• Source records
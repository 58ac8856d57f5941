//! Leader abdication with recovery confirmation

use crate::common::{Result, RetryPolicy};
use crate::coordinator::{LeaderInfo, LivenessMonitor};
use crate::ops::client::ControlClient;
use serde::Serialize;
use std::time::Instant;

#[derive(Debug, Clone, Serialize)]
pub struct AbdicationReport {
    pub previous: LeaderInfo,
    pub current: LeaderInfo,
    pub elapsed_ms: u64,
}

/// Make the current leader step down, then wait until the service is up
/// again under a different leader.
///
/// `expected` pins the leader the caller believes is current; a mismatch
/// fails with a stale-leader error and nothing changes.
pub async fn abdicate_and_wait(
    client: &ControlClient,
    monitor: &LivenessMonitor,
    expected: Option<&str>,
    policy: &RetryPolicy,
) -> Result<AbdicationReport> {
    let started = Instant::now();
    let previous = monitor.wait_until_up(policy).await?;
    tracing::info!(leader = %previous.leader, "Abdicating current leader");

    let expected = expected.or(previous.leader_id.as_deref());
    client.abdicate(expected).await?;

    let current = monitor
        .wait_for_leader_change(&previous.leader, policy)
        .await?;
    let elapsed_ms = started.elapsed().as_millis() as u64;
    tracing::info!(
        previous = %previous.leader,
        current = %current.leader,
        elapsed_ms,
        "Leader changed"
    );

    Ok(AbdicationReport {
        previous,
        current,
        elapsed_ms,
    })
}
//! External volumes and the workloads that bind them

pub mod backend;
pub mod manager;
pub mod workload;

pub use backend::{InMemoryBackend, StorageBackend};
pub use manager::{Volume, VolumeManager, VolumeState};
pub use workload::{Task, WorkloadInstance, WorkloadManager, WorkloadSpec};
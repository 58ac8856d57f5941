//! Bounded retry with backoff
//!
//! Every wait in helmsman (liveness polling, leader-change polling, volume
//! release) goes through a [`RetryPolicy`]: a maximum number of attempts,
//! a fixed or exponential delay between attempts, and an optional overall
//! deadline after which the operation fails with [`Error::Timeout`].

use crate::common::{Error, Result};
use serde::{Deserialize, Serialize};
use std::future::Future;
use std::time::Duration;

#[derive(Debug, Clone, Copy, PartialEq, Eq, Default, Serialize, Deserialize)]
#[serde(rename_all = "lowercase")]
pub enum Backoff {
    Fixed,
    #[default]
    Exponential,
}

/// Retry policy shared by all bounded waits
#[derive(Debug, Clone, PartialEq, Eq, Serialize, Deserialize)]
pub struct RetryPolicy {
    /// Maximum number of attempts (including the first one)
    #[serde(default = "default_max_attempts")]
    pub max_attempts: usize,

    /// Delay before the first retry (unit: milliseconds)
    #[serde(default = "default_base_delay_ms")]
    pub base_delay_ms: u64,

    /// Upper bound for a single delay (unit: milliseconds)
    #[serde(default = "default_max_delay_ms")]
    pub max_delay_ms: u64,

    #[serde(default)]
    pub backoff: Backoff,

    /// Overall deadline for the whole operation (unit: milliseconds)
    #[serde(default)]
    pub deadline_ms: Option<u64>,
}

fn default_max_attempts() -> usize {
    30
}
fn default_base_delay_ms() -> u64 {
    1000
}
fn default_max_delay_ms() -> u64 {
    10_000
}

impl Default for RetryPolicy {
    fn default() -> Self {
        Self {
            max_attempts: default_max_attempts(),
            base_delay_ms: default_base_delay_ms(),
            max_delay_ms: default_max_delay_ms(),
            backoff: Backoff::default(),
            deadline_ms: None,
        }
    }
}

impl RetryPolicy {
    /// Same delay between every attempt
    pub fn fixed(max_attempts: usize, delay: Duration) -> Self {
        let delay_ms = delay.as_millis() as u64;
        Self {
            max_attempts,
            base_delay_ms: delay_ms,
            max_delay_ms: delay_ms,
            backoff: Backoff::Fixed,
            deadline_ms: None,
        }
    }

    /// Doubling delay, capped at `max_delay`
    pub fn exponential(max_attempts: usize, base_delay: Duration, max_delay: Duration) -> Self {
        Self {
            max_attempts,
            base_delay_ms: base_delay.as_millis() as u64,
            max_delay_ms: max_delay.as_millis() as u64,
            backoff: Backoff::Exponential,
            deadline_ms: None,
        }
    }

    pub fn with_deadline(mut self, deadline: Duration) -> Self {
        self.deadline_ms = Some(deadline.as_millis() as u64);
        self
    }

    /// Replace the given fields and keep the rest. An interval without a
    /// maximum switches to fixed delays; a maximum switches to exponential.
    pub fn overridden(
        mut self,
        attempts: Option<usize>,
        interval: Option<Duration>,
        max_interval: Option<Duration>,
        deadline: Option<Duration>,
    ) -> Self {
        if let Some(attempts) = attempts {
            self.max_attempts = attempts;
        }
        if let Some(interval) = interval {
            self.base_delay_ms = interval.as_millis() as u64;
            if max_interval.is_none() {
                self.max_delay_ms = self.base_delay_ms;
                self.backoff = Backoff::Fixed;
            }
        }
        if let Some(max) = max_interval {
            self.max_delay_ms = (max.as_millis() as u64).max(self.base_delay_ms);
            self.backoff = Backoff::Exponential;
        }
        if let Some(deadline) = deadline {
            self = self.with_deadline(deadline);
        }
        self
    }

    pub fn deadline(&self) -> Option<Duration> {
        self.deadline_ms.map(Duration::from_millis)
    }

    pub fn validate(&self) -> Result<()> {
        if self.max_attempts == 0 {
            return Err(Error::InvalidConfig(
                "retry policy needs at least one attempt".into(),
            ));
        }
        if self.base_delay_ms > self.max_delay_ms {
            return Err(Error::InvalidConfig(format!(
                "base delay {}ms exceeds max delay {}ms",
                self.base_delay_ms, self.max_delay_ms
            )));
        }
        Ok(())
    }

    /// Delay to wait after the given failed attempt (1-based)
    pub fn delay_for(&self, attempt: usize) -> Duration {
        let ms = match self.backoff {
            Backoff::Fixed => self.base_delay_ms,
            Backoff::Exponential => {
                let shift = attempt.saturating_sub(1).min(32) as u32;
                self.base_delay_ms.saturating_mul(1u64 << shift)
            }
        };
        Duration::from_millis(ms.min(self.max_delay_ms))
    }

    /// Run `f` until it succeeds, fails with a non-retryable error, runs out
    /// of attempts, or the deadline expires.
    ///
    /// On exhaustion the last error is returned unchanged so callers can map
    /// it; on deadline expiry the result is [`Error::Timeout`] carrying the
    /// last observed error.
    pub async fn run<F, Fut, T>(&self, operation: &str, mut f: F) -> Result<T>
    where
        F: FnMut() -> Fut,
        Fut: Future<Output = Result<T>>,
    {
        let mut last_observed = String::from("no attempt completed");

        let attempts = self.attempts(operation, &mut f, &mut last_observed);
        match self.deadline() {
            Some(deadline) => match tokio::time::timeout(deadline, attempts).await {
                Ok(result) => result,
                Err(_) => {
                    tracing::warn!(
                        operation,
                        deadline_ms = deadline.as_millis() as u64,
                        last_observed = %last_observed,
                        "Deadline exceeded"
                    );
                    Err(Error::Timeout {
                        operation: operation.to_string(),
                        last_observed,
                    })
                }
            },
            None => attempts.await,
        }
    }

    async fn attempts<F, Fut, T>(
        &self,
        operation: &str,
        f: &mut F,
        last_observed: &mut String,
    ) -> Result<T>
    where
        F: FnMut() -> Fut,
        Fut: Future<Output = Result<T>>,
    {
        let max_attempts = self.max_attempts.max(1);

        for attempt in 1..=max_attempts {
            match f().await {
                Ok(value) => return Ok(value),
                Err(e) if e.is_retryable() && attempt < max_attempts => {
                    let delay = self.delay_for(attempt);
                    tracing::debug!(
                        operation,
                        attempt,
                        max_attempts,
                        delay_ms = delay.as_millis() as u64,
                        error = %e,
                        "Attempt failed, retrying"
                    );
                    *last_observed = e.to_string();
                    tokio::time::sleep(delay).await;
                }
                Err(e) => {
                    *last_observed = e.to_string();
                    return Err(e);
                }
            }
        }

        Err(Error::Internal(format!(
            "{}: retry loop ended without an outcome",
            operation
        )))
    }
}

• Task description
An exact transcription of the lines from the start of the listing through the line bearing "service is up" is the whole answer.

• Response
repository 58ac8856d57f5941
//! Leader abdication with recovery confirmation

use crate::common::{Result, RetryPolicy};
use crate::coordinator::{LeaderInfo, LivenessMonitor};
use crate::ops::client::ControlClient;
use serde::Serialize;
use std::time::Instant;

#[derive(Debug, Clone, Serialize)]
pub struct AbdicationReport {
    pub previous: LeaderInfo,
    pub current: LeaderInfo,
    pub elapsed_ms: u64,
}

/// Make the current leader step down, then wait until the service is up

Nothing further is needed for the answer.